*WHAT IS REQUIRED*:
One line at a time, check the entries below for the word "bytes", and copy each line that has it.

*MATERIAL SUPPLIED*:
//! Source positions and the shared file set.
//!
//! Positions are global offsets into a [`FileSet`], in the style of a
//! compiler's token file set:
//! - Every registered file occupies the range `[base, base + size]`
//! - `Pos(0)` is reserved as "no position"
//! - All files of one set share a `u32` space, so their total size is
//!   limited to 4 GiB
//! - A [`Span`] (`start`, `end`) is the position key identifying a syntax node
//!
//! Offsets from different files are not comparable as integers. Use
//! [`FileSet::position`] to resolve a `Pos` into a file name, byte offset and
//! 1-indexed line/column before ordering across files.

use serde::{Deserialize, Serialize};
use std::cmp::Ordering;
use std::fmt;
use std::sync::RwLock;

// ============================================================================
// Pos / Span
// ============================================================================

/// A global source position inside a [`FileSet`].
#[derive(
    Debug, Clone, Copy, Default, PartialEq, Eq, Hash, PartialOrd, Ord, Serialize, Deserialize,
)]
#[serde(transparent)]
pub struct Pos(pub u32);

impl Pos {
    /// The invalid position.
    pub const NONE: Pos = Pos(0);

    /// Whether this position refers to a file in some file set.
    pub fn is_valid(self) -> bool {
        self.0 != 0
    }

    /// Position `delta` bytes after this one.
    pub fn advance(self, delta: u32) -> Pos {
        Pos(self.0 + delta)
    }
}

impl fmt::Display for Pos {
    fn fmt(&self, f: &mut fmt::Formatter<'_>) -> fmt::Result {
        write!(f, "{}", self.0)
    }
}

/// Half-open position range `[start, end)` of a syntax node.
///
/// Two declarations with the same span are the same declaration.
#[derive(Debug, Clone, Copy, PartialEq, Eq, Hash, PartialOrd, Ord, Serialize, Deserialize)]
pub struct Span {
    /// First byte of the node.
    pub start: Pos,
    /// One past the last byte of the node.
    pub end: Pos,
}

impl Span {
    /// Create a new span.
    ///
    /// # Panics
    /// Panics if `start > end`.
    pub fn new(start: Pos, end: Pos) -> Self {
        assert!(
            start <= end,
            "Span start ({}) must be <= end ({})",
            start,
            end
        );
        Span { start, end }
    }

    /// Whether `pos` falls inside this span.
    pub fn contains(&self, pos: Pos) -> bool {
        self.start <= pos && pos < self.end
    }
}

impl fmt::Display for Span {
    fn fmt(&self, f: &mut fmt::Formatter<'_>) -> fmt::Result {
        write!(f, "{}..{}", self.start, self.end)
    }
}

// ============================================================================
// Position
// ============================================================================

/// A resolved position: file name, byte offset and 1-indexed line/column.
///
/// Ordering is by file name, then offset, which is the deterministic order
/// used by registries.
#[derive(Debug, Clone, PartialEq, Eq, Hash, PartialOrd, Ord, Serialize, Deserialize)]
pub struct Position {
    /// Name of the file as registered in the file set.
    pub filename: String,
    /// Byte offset from the start of the file.
    pub offset: u32,
    /// 1-indexed line.
    pub line: u32,
    /// 1-indexed column in bytes.
    pub column: u32,
}

impl fmt::Display for Position {
    fn fmt(&self, f: &mut fmt::Formatter<'_>) -> fmt::Result {
        write!(f, "{}:{}:{}", self.filename, self.line, self.column)
    }
}

// ============================================================================
// FileSet
// ============================================================================

#[derive(Debug, Clone)]
struct FileEntry {
    name: String,
    base: u32,
    size: u32,
    /// Byte offsets of line starts; always begins with 0.
    lines: Vec<u32>,
}

impl FileEntry {
    fn position(&self, pos: Pos) -> Position {
        let offset = pos.0 - self.base;
        let line = self.lines.partition_point(|&start| start <= offset);
        let line_start = self.lines[line - 1];
        Position {
            filename: self.name.clone(),
            offset,
            line: line as u32,
            column: offset - line_start + 1,
        }
    }
}

/// Registry of source files sharing one global position space.
///
/// Safe for concurrent readers and writers; front ends register files while
/// the graph builder resolves positions.
#[derive(Debug)]
pub struct FileSet {
    inner: RwLock<FileSetInner>,
}

#[derive(Debug)]
struct FileSetInner {
    next_base: u32,
    /// Sorted by base (bases are handed out increasing).
    files: Vec<FileEntry>,
}

impl Default for FileSet {
    fn default() -> Self {
        Self::new()
    }
}

impl FileSet {
    /// Create an empty file set. The first file starts at base 1.
    pub fn new() -> Self {
        FileSet {
            inner: RwLock::new(FileSetInner {
                next_base: 1,
                files: Vec::new(),
            }),
        }
    }

    /// Register a file and return its base position.
    ///
    /// Byte `i` of `content` is at `base.advance(i)`; the end-of-file
    /// position `base.advance(len)` is also valid.
    ///
    /// # Panics
    /// Panics if the files of one set exceed the 4 GiB `u32` position space.
    pub fn add_file(&self, name: impl Into<String>, content: &str) -> Pos {
        let size = u32::try_from(content.len()).expect("FileSet file exceeds 4 GiB");
        let mut lines = vec![0u32];
        lines.extend(
            content
                .bytes()
                .enumerate()
                .filter(|(_, b)| *b == b'\n')
                .map(|(i, _)| i as u32 + 1),
        );

        let mut inner = self.inner.write().expect("FileSet RwLock poisoned");
        let base = inner.next_base;
        inner.next_base = base
            .checked_add(size)
            .and_then(|end| end.checked_add(1))
            .expect("FileSet position space exhausted");
        inner.files.push(FileEntry {
            name: name.into(),
            base,
            size,
            lines,
        });
        Pos(base)
    }

    /// Number of registered files.
    pub fn len(&self) -> usize {
        self.inner.read().expect("FileSet RwLock poisoned").files.len()
    }

    /// Whether no file has been registered.
    pub fn is_empty(&self) -> bool {
        self.len() == 0
    }

    /// Resolve a position, or `None` if it belongs to no registered file.
    pub fn position(&self, pos: Pos) -> Option<Position> {
        if !pos.is_valid() {
            return None;
        }
        let inner = self.inner.read().expect("FileSet RwLock poisoned");
        let idx = inner.files.partition_point(|f| f.base <= pos.0);
        let file = inner.files.get(idx.checked_sub(1)?)?;
        if pos.0 > file.base + file.size {
            return None;
        }
        Some(file.position(pos))
    }

    /// Name of the file containing `pos`.
    pub fn file_name(&self, pos: Pos) -> Option<String> {
        self.position(pos).map(|p| p.filename)
    }

    /// Compare two spans by file name, then offset, then end offset.
    ///
    /// Spans that do not resolve sort after every resolvable span and fall back
    /// to raw position order among themselves.
    pub fn compare_spans(&self, a: &Span, b: &Span) -> Ordering {
        let key = |s: &Span| {
            self.position(s.start)
                .map(|p| (p.filename, p.offset, s.end.0.saturating_sub(s.start.0)))
        };
        match (key(a), key(b)) {
            (Some(ka), Some(kb)) => ka.cmp(&kb),
            (Some(_), None) => Ordering::Less,
            (None, Some(_)) => Ordering::Greater,
            (None, None) => a.cmp(b),
        }
    }

    /// Render a position for diagnostics (`file:line:col`, or the raw pos).
    pub fn describe(&self, pos: Pos) -> String {
        match self.position(pos) {
            Some(p) => p.to_string(),
            None => format!("<pos {}>", pos),
        }
    }
}

// ============================================================================
// Tests
// ============================================================================

#[cfg(test)]
mod tests {
    use super::*;

    mod fileset_tests {
        use super::*;

        #[test]
        fn bases_do_not_overlap() {
            let fset = FileSet::new();
            let a = fset.add_file("a.go", "package a\n");
            let b = fset.add_file("b.go", "package a\n");
            assert_eq!(a, Pos(1));
            assert_eq!(b, Pos(1 + 10 + 1));
            assert_eq!(fset.len(), 2);
        }

        #[test]
        #[should_panic(expected = "position space exhausted")]
        fn exhausted_position_space_panics() {
            let fset = FileSet::new();
            fset.inner.write().unwrap().next_base = u32::MAX - 2;
            fset.add_file("big.go", "abc");
        }

        #[test]
        fn resolves_line_and_column() {
            let fset = FileSet::new();
            let base = fset.add_file("a.go", "package a\n\nconst X = 1\n");
            let pos = fset.position(base.advance(17)).unwrap();
            assert_eq!(pos.filename, "a.go");
            assert_eq!(pos.offset, 17);
            assert_eq!(pos.line, 3);
            assert_eq!(pos.column, 7);
            assert_eq!(pos.to_string(), "a.go:3:7");
        }

        #[test]
        fn end_of_file_position_is_valid() {
            let fset = FileSet::new();
            let base = fset.add_file("a.go", "abc");
            assert!(fset.position(base.advance(3)).is_some());
            assert!(fset.position(base.advance(4)).is_none());
        }

        #[test]
        fn no_position_resolves_to_none() {
            let fset = FileSet::new();
            fset.add_file("a.go", "abc");
            assert!(fset.position(Pos::NONE).is_none());
            assert_eq!(fset.describe(Pos(99)), "<pos 99>");
        }

        #[test]
        fn compare_orders_by_file_name_before_offset() {
            let fset = FileSet::new();
            // registered first, but sorts after "a.go"
            let z = fset.add_file("z.go", "0123456789");
            let a = fset.add_file("a.go", "0123456789");

            let in_z = Span::new(z, z.advance(2));
            let in_a = Span::new(a.advance(5), a.advance(6));
            assert!(in_z.start < in_a.start);
            assert_eq!(fset.compare_spans(&in_a, &in_z), Ordering::Less);
        }
    }

    mod span_tests {
        use super::*;

        #[test]
        #[should_panic(expected = "must be <= end")]
        fn inverted_span_panics() {
            let _ = Span::new(Pos(5), Pos(4));
        }

        #[test]
        fn contains_is_half_open() {
            let span = Span::new(Pos(3), Pos(6));
            assert!(span.contains(Pos(3)));
            assert!(span.contains(Pos(5)));
            assert!(!span.contains(Pos(6)));
        }
    }
}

*EXPECTED OUTPUT*:
    /// Position `delta` bytes after this one.
    /// 1-indexed column in bytes.
                .bytes()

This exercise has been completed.